*INPUT FOR THIS TASK*.
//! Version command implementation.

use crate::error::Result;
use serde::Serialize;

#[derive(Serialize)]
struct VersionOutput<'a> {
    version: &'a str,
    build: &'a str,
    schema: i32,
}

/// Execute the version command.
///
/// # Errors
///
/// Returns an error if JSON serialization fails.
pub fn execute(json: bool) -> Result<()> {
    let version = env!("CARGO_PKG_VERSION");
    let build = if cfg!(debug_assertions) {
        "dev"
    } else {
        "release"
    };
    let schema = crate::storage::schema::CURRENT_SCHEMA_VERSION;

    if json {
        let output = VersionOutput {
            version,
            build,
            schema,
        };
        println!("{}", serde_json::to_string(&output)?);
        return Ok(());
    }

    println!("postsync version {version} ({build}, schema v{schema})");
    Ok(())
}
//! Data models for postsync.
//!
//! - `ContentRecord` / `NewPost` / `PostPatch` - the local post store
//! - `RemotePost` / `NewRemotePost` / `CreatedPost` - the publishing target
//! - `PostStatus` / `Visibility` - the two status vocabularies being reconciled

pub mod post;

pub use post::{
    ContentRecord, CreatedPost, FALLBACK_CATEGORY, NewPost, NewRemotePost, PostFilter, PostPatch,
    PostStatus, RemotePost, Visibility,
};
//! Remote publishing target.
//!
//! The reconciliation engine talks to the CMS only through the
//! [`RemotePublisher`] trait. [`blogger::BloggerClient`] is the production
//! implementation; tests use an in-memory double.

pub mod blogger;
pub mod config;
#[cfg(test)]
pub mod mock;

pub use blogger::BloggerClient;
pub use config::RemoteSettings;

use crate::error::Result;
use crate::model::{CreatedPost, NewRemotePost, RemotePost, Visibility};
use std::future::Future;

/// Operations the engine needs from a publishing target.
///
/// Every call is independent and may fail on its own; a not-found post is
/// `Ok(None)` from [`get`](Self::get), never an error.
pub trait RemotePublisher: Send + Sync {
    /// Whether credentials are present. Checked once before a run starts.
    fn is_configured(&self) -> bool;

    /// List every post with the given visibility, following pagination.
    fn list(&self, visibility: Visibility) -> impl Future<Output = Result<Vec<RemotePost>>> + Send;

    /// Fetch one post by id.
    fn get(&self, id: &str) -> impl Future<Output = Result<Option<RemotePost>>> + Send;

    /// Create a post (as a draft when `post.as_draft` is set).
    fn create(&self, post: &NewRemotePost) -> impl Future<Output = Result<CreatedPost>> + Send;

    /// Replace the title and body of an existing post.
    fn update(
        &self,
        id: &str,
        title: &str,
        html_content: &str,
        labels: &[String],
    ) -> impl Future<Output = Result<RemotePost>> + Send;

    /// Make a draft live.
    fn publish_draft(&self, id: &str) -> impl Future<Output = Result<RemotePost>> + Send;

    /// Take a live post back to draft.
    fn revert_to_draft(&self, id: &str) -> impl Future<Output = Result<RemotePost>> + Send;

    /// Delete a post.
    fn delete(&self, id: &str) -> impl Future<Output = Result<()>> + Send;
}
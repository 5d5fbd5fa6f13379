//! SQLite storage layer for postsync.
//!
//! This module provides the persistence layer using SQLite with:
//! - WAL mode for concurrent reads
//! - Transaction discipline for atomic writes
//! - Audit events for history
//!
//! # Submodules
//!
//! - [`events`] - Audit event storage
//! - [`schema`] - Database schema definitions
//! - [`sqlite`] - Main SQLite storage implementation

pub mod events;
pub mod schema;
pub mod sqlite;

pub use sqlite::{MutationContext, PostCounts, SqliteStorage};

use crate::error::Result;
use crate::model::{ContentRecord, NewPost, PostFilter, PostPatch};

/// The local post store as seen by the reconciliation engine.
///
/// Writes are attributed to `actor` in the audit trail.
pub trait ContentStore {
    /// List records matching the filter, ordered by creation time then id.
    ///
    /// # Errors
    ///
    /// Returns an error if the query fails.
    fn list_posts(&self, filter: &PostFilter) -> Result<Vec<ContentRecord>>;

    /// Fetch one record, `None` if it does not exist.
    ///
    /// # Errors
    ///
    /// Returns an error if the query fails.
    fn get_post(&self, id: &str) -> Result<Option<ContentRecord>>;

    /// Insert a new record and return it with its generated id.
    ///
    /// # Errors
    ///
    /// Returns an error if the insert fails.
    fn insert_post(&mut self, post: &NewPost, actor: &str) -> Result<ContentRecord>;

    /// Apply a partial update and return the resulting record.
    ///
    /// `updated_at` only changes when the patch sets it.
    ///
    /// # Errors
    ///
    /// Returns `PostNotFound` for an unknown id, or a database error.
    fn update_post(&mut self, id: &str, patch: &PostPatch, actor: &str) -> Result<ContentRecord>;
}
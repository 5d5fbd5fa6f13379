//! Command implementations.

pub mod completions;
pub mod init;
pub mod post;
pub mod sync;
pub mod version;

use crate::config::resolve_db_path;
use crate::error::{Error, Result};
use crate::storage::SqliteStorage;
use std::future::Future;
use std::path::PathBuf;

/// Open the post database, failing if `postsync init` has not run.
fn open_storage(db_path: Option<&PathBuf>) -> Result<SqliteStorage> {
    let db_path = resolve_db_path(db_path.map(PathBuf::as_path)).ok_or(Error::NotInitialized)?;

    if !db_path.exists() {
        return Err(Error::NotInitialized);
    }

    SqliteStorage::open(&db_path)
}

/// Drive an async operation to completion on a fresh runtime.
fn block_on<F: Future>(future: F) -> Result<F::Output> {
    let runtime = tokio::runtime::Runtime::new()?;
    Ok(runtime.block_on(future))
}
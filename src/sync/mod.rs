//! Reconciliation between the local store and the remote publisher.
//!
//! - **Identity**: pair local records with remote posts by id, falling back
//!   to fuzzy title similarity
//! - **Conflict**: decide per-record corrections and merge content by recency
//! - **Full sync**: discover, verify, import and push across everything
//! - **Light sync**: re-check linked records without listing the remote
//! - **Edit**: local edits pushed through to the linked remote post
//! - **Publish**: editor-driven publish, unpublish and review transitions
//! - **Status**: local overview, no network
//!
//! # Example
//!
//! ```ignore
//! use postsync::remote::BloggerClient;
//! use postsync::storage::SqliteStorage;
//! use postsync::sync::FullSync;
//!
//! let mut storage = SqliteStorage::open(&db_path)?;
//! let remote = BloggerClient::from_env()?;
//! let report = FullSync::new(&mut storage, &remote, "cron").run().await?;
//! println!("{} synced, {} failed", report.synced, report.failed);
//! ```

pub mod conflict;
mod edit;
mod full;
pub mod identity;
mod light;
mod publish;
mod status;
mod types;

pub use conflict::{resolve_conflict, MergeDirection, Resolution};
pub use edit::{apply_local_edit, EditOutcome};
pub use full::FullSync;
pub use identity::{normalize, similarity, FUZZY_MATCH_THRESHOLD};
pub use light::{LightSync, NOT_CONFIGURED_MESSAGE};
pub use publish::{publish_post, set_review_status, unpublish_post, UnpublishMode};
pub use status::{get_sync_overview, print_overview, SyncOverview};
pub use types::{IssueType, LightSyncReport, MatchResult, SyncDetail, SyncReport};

*ABOUT THIS EXERCISE*.
If a line in the records contains the word "types", copy it.

*TASK ANSWER*.
mod types;
pub use types::{IssueType, LightSyncReport, MatchResult, SyncDetail, SyncReport};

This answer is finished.